At Fariolo, After Breakfast, My Friend Zadera Took Leave Of Me And Embarked
His Carriage On The Lake In Order To Proceed To Lugano; And I Who Was Bound
To Milan, Having Hired A Cabriolet, Proceeded To Arona, After Stopping One
Hour To Refresh The Horses At Belgirate.
The whole road from Fariolo to
Arona is on the bank of the Lago Maggiore, and nothing can be more neat
than the appearance of all these little towns which are solidly and
handsomely built in the Italian taste.
Before I arrived at Arona, and at a distance of two miles from it, I
stopped in order to ascend a height at a distance of one-eighth of a mile
from the road to view the celebrated colossal statue in bronze of St
Charles Borromaeus, which may be seen at a great distance. It is seventy
cubits high, situated on a pedestal of twenty feet, to ascend which
requires a ladder. You then enter between his legs, or rather the folds of
his gown, and ascend a sort of staircase till you reach his head. There is
something so striking in the appearance of this black gigantic figure when
viewed from afar, and still more when you are at the foot of it, that you
would suppose yourself living in the time of fairies and enchanters, and it
strongly reminded me of the Arabian Nights, as if the statue were the work
of some Genie or Peri; or as if it were some rebel Genius transformed into
black marble by Solomon the great Prophet. I am not very well acquainted
with the life and adventures of this Saint, but he was of the Borromean
family, who are the most opulent proprietors of the Milanese.
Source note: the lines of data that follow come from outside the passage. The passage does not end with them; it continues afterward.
impl EntryStore {
    pub fn new() -> Self {
        Self::default()
    }

    fn lock(&self) -> MutexGuard<'_, HashMap<Key, CacheEntry>> {
        self.entries.lock().unwrap_or_else(PoisonError::into_inner)
    }

    /// Point read. Counts as an access for garbage collection.
    pub fn get(&self, key: &Key) -> Option<CacheEntry> {
        let mut entries = self.lock();
        entries.get_mut(key).map(|entry| {
            entry.last_accessed = Utc::now();
            entry.clone()
        })
    }

    /// Point read without touching the access time.
    pub fn peek(&self, key: &Key) -> Option<CacheEntry> {
        self.lock().get(key).cloned()
    }

    /// All entries whose key matches, ordered by key.
    pub fn get_many(&self, predicate: &KeyPredicate) -> Vec<CacheEntry> {
        let entries = self.lock();
        let mut matched: Vec<CacheEntry> = entries
            .iter()
            .filter(|(key, _)| predicate.matches(key))
            .map(|(_, entry)| entry.clone())
            .collect();
        matched.sort_by(|a, b| a.key.cmp(&b.key));
        matched
    }

    /// Typed point read of the value.
    pub fn get_data<T: DeserializeOwned>(&self, key: &Key) -> Result<Option<T>, ApiError> {
        match self.get(key).and_then(|entry| entry.value) {
            Some(value) => Ok(Some(serde_json::from_value(value)?)),
            None => Ok(None),
        }
    }

    pub fn contains(&self, key: &Key) -> bool {
        self.lock().contains_key(key)
    }

    pub fn len(&self) -> usize {
        self.lock().len()
    }

    pub fn is_empty(&self) -> bool {
        self.lock().is_empty()
    }

    /// Session counter. Writes that began before a [`clear`](Self::clear)
    /// carry the old epoch and are dropped instead of landing in the new
    /// session.
    pub(crate) fn epoch(&self) -> u64 {
        self.epoch.load(Ordering::SeqCst)
    }

    /// Replace the value of one entry, creating it if absent. A created entry
    /// has no `fetched_at`, so it is never considered fresh.
    pub fn set(&self, key: &Key, value: Value) {
        let mut entries = self.lock();
        let entry = entries
            .entry(key.clone())
            .or_insert_with(|| CacheEntry::new(key.clone(), Utc::now()));
        entry.value = Some(value);
        entry.version += 1;
        trace!(key = %key, "entry set");
    }

    pub fn set_data<T: Serialize>(&self, key: &Key, data: &T) -> Result<(), ApiError> {
        let value = serde_json::to_value(data)?;
        self.set(key, value);
        Ok(())
    }

    /// Bulk write over existing entries. The updater sees the current value
    /// (or `None`) and returns the replacement; returning `None` leaves the
    /// entry untouched. Returns the keys that were written.
    pub fn set_many<F>(&self, predicate: &KeyPredicate, mut updater: F) -> Vec<Key>
    where
        F: FnMut(&Key, Option<&Value>) -> Option<Value>,
    {
        let mut entries = self.lock();
        let mut written = Vec::new();
        for (key, entry) in entries.iter_mut() {
            if !predicate.matches(key) {
                continue;
            }
            if let Some(next) = updater(key, entry.value.as_ref()) {
                entry.value = Some(next);
                entry.version += 1;
                written.push(key.clone());
            }
        }
        written.sort();
        written
    }

    /// Mark matching entries stale without dropping their values. Applying
    /// the same predicate again changes nothing.
    pub fn mark_stale(&self, predicate: &KeyPredicate) -> usize {
        let mut entries = self.lock();
        let mut count = 0;
        for (key, entry) in entries.iter_mut() {
            if predicate.matches(key) {
                entry.is_invalidated = true;
                count += 1;
            }
        }
        count
    }

    /// Drop every entry. Used at session teardown.
    pub fn clear(&self) {
        let mut entries = self.lock();
        debug!(count = entries.len(), "clearing cache");
        entries.clear();
        self.epoch.fetch_add(1, Ordering::SeqCst);
    }

    /// Remove entries idle for longer than `max_idle`. Entries with a fetch
    /// in flight are kept.
    pub fn collect_garbage(&self, max_idle: Duration, now: DateTime<Utc>) -> usize {
        let max_idle = chrono::Duration::from_std(max_idle).unwrap_or(chrono::Duration::MAX);
        let mut entries = self.lock();
        let before = entries.len();
        entries.retain(|_, entry| entry.is_fetching || now - entry.last_accessed <= max_idle);
        let removed = before - entries.len();
        if removed > 0 {
            debug!(removed, remaining = entries.len(), "garbage collected cache entries");
        }
        removed
    }

    // ===== Fetch Coordinator hooks =====

    /// Cached value when fresh; touches the entry either way.
    pub(crate) fn fresh_value(&self, key: &Key, window: Duration, now: DateTime<Utc>) -> Option<Value> {
        let mut entries = self.lock();
        let entry = entries.get_mut(key)?;
        entry.last_accessed = now;
        if entry.is_fresh(window, now) {
            entry.value.clone()
        } else {
            None
        }
    }

    /// Number of pages currently held by an infinite entry.
    pub(crate) fn loaded_pages(&self, key: &Key) -> usize {
        self.lock()
            .get(key)
            .and_then(|entry| entry.value.as_ref())
            .and_then(|value| value.get("pages"))
            .and_then(Value::as_array)
            .map(Vec::len)
            .unwrap_or(0)
    }

    /// Start a fetch for `key`, creating the entry if needed. The returned
    /// generation must be presented when the result is committed.
    pub(crate) fn begin_fetch(&self, key: &Key) -> u64 {
        let mut entries = self.lock();
        let entry = entries
            .entry(key.clone())
            .or_insert_with(|| CacheEntry::new(key.clone(), Utc::now()));
        entry.fetch_generation += 1;
        entry.is_fetching = true;
        entry.fetch_generation
    }

    /// Commit a fetch outcome. Results from a superseded or cancelled fetch
    /// are not written; the caller then gets the entry's current value.
    pub(crate) fn complete_fetch(
        &self,
        key: &Key,
        generation: u64,
        outcome: Result<Value, ApiError>,
        mode: CommitMode,
    ) -> Result<Value, ApiError> {
        let mut entries = self.lock();
        let Some(entry) = entries.get_mut(key) else {
            debug!(key = %key, "entry removed while fetching, result discarded");
            return outcome;
        };
        if entry.fetch_generation != generation {
            debug!(key = %key, generation, current = entry.fetch_generation, "discarding stale fetch result");
            return match (outcome, entry.value.clone()) {
                (Ok(_), Some(current)) => Ok(current),
                (outcome, _) => outcome,
            };
        }

        entry.is_fetching = false;
        let value = match outcome {
            Ok(value) => value,
            Err(e) => {
                warn!(key = %key, error = %e, "fetch failed, keeping last good value");
                entry.error = Some(e.clone());
                return Err(e);
            }
        };

        match mode {
            CommitMode::Replace => {
                entry.value = Some(value.clone());
                entry.fetched_at = Some(Utc::now());
                entry.is_invalidated = false;
                entry.error = None;
                entry.version += 1;
                Ok(value)
            }
            CommitMode::AppendPage => match Self::append_page(entry.value.as_ref(), value) {
                Ok(Some(next)) => {
                    entry.value = Some(next.clone());
                    entry.error = None;
                    entry.version += 1;
                    Ok(next)
                }
                Ok(None) => {
                    debug!(key = %key, "page out of sequence, not appended");
                    Ok(entry.value.clone().unwrap_or(Value::Null))
                }
                Err(e) => {
                    entry.error = Some(e.clone());
                    Err(e)
                }
            },
        }
    }

    fn append_page(current: Option<&Value>, page: Value) -> Result<Option<Value>, ApiError> {
        let page: Page<Value> = serde_json::from_value(page)?;
        let mut collection: PageCollection<Value> = match current {
            Some(value) => serde_json::from_value(value.clone())?,
            None => PageCollection::default(),
        };
        if !collection.append(page) {
            return Ok(None);
        }
        Ok(Some(serde_json::to_value(&collection)?))
    }

    /// Invalidate the fetch generation of matching entries so any in-flight
    /// result is discarded on arrival.
    pub(crate) fn cancel_fetches(&self, predicate: &KeyPredicate) -> Vec<Key> {
        let mut entries = self.lock();
        let mut cancelled = Vec::new();
        for (key, entry) in entries.iter_mut() {
            if entry.is_fetching && predicate.matches(key) {
                entry.fetch_generation += 1;
                entry.is_fetching = false;
                cancelled.push(key.clone());
            }
        }
        cancelled
    }

    // ===== Mutation Engine hooks =====

    /// Snapshot and optimistically rewrite every matching entry in one step.
    pub(crate) fn apply_optimistic<F>(&self, predicate: &KeyPredicate, mut apply: F) -> Vec<TouchedKey>
    where
        F: FnMut(&Key, &Value) -> Option<Value>,
    {
        let mut entries = self.lock();
        let epoch = self.epoch();
        let mut touched = Vec::new();
        for (key, entry) in entries.iter_mut() {
            if !predicate.matches(key) {
                continue;
            }
            let Some(current) = entry.value.as_ref() else {
                continue;
            };
            if let Some(next) = apply(key, current) {
                let before = entry.snapshot();
                entry.value = Some(next);
                entry.version += 1;
                touched.push(TouchedKey {
                    key: key.clone(),
                    before,
                    version_after: entry.version,
                    epoch,
                });
            }
        }
        touched
    }

    /// Rewrite previously touched keys with the server's answer. The closure
    /// is told whether another write landed after the optimistic apply.
    pub(crate) fn reconcile<F>(&self, touched: &[TouchedKey], mut reconcile: F) -> usize
    where
        F: FnMut(&Key, &Value, bool) -> Option<Value>,
    {
        let mut entries = self.lock();
        let epoch = self.epoch();
        let mut written = 0;
        for t in touched.iter().filter(|t| t.epoch == epoch) {
            let Some(entry) = entries.get_mut(&t.key) else {
                continue;
            };
            let superseded = entry.version != t.version_after;
            let Some(current) = entry.value.as_ref() else {
                continue;
            };
            if let Some(next) = reconcile(&t.key, current, superseded) {
                entry.value = Some(next);
                entry.version += 1;
                written += 1;
            }
        }
        written
    }

    /// Undo an optimistic write. Restores the snapshot verbatim unless the
    /// key was written again since, in which case `revert` strips only this
    /// mutation's change from the current value. An entry that has since
    /// been collected or cleared stays gone.
    pub(crate) fn roll_back<F>(&self, touched: &TouchedKey, revert: F) -> Rollback
    where
        F: FnOnce(&Value) -> Option<Value>,
    {
        let mut entries = self.lock();
        if touched.epoch != self.epoch() {
            return Rollback::Gone;
        }
        match entries.get_mut(&touched.key) {
            None => Rollback::Gone,
            Some(entry) if entry.version == touched.version_after => {
                entry.value = touched.before.value.clone();
                entry.fetched_at = touched.before.fetched_at;
                entry.is_invalidated = touched.before.is_invalidated;
                entry.error = touched.before.error.clone();
                entry.version += 1;
                Rollback::Verbatim
            }
            Some(entry) => {
                if let Some(next) = entry.value.as_ref().and_then(revert) {
                    entry.value = Some(next);
                    entry.version += 1;
                }
                Rollback::Surgical
            }
        }
    }

    /// Store a value the server returned from a write as if freshly fetched.
    /// Dropped when the session was cleared after `epoch`.
    pub(crate) fn commit_value(&self, key: &Key, value: Value, epoch: u64) -> bool {
        let mut entries = self.lock();
        if epoch != self.epoch() {
            debug!(key = %key, "session cleared, write-back dropped");
            return false;
        }
        let entry = entries
            .entry(key.clone())
            .or_insert_with(|| CacheEntry::new(key.clone(), Utc::now()));
        entry.value = Some(value);
        entry.fetched_at = Some(Utc::now());
        entry.is_invalidated = false;
        entry.error = None;
        entry.version += 1;
        true
    }

    // ===== Seed Resolver hook =====

    /// Seed a detail entry. Only fills an entry that has no value and no
    /// fetch in flight.
    pub(crate) fn seed(&self, key: &Key, value: Value, fetched_at: DateTime<Utc>, is_invalidated: bool) -> bool {
        let mut entries = self.lock();
        let entry = entries
            .entry(key.clone())
            .or_insert_with(|| CacheEntry::new(key.clone(), Utc::now()));
        if entry.value.is_some() || entry.is_fetching {
            return false;
        }
        entry.value = Some(value);
        entry.fetched_at = Some(fetched_at);
        entry.is_invalidated = is_invalidated;
        entry.version += 1;
        true
    }

    #[cfg(test)]
    pub(crate) fn put_fetched(&self, key: &Key, value: Value) {
        let generation = self.begin_fetch(key);
        let _ = self.complete_fetch(key, generation, Ok(value), CommitMode::Replace);
    }

    #[cfg(test)]
    pub(crate) fn backdate(&self, key: &Key, by: chrono::Duration) {
        if let Some(entry) = self.lock().get_mut(key) {
            entry.fetched_at = entry.fetched_at.map(|t| t - by);
            entry.last_accessed -= by;
        }
    }
}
Every tract
of land, palace, castle, farm in the environs of Arona seem to belong to
them. If you ask whose estate is that? whose villa is that? whose castle is
that? the answer is, to the Count Borromeo, who seems to be as universal a
proprietor here as Nong-tong-paw at Paris or Monsieur Kaniferstane at
Amsterdam.[53] Arona is a large, straggling but solidly built town, and
presents nothing worth notice.
We proceeded on our journey the next morning. Shortly after leaving Arona,
the road diverges from the lake and traverses a thick wood until it reaches
the banks of the Tessino; on the other bank of which, communicating by
means of a flying bridge, stands the town of Sesto Calende. The Tessino
divides and forms the boundary between the Sardinian and Austrian
territory, and Sesto Calende is the frontier of His Imperial, Royal and
Apostolic Majesty. After a rigorous search of my portmanteau at the
Douane, and exhibiting my passport, I was allowed to proceed on my
journey to Milan.
At Rho, where I stopped to dine, stands a remarkably ancient tree said to
have been planted in the time of Augustus. The country presents a perfect
plain, highly cultivated, all the way from Sesto to Milan.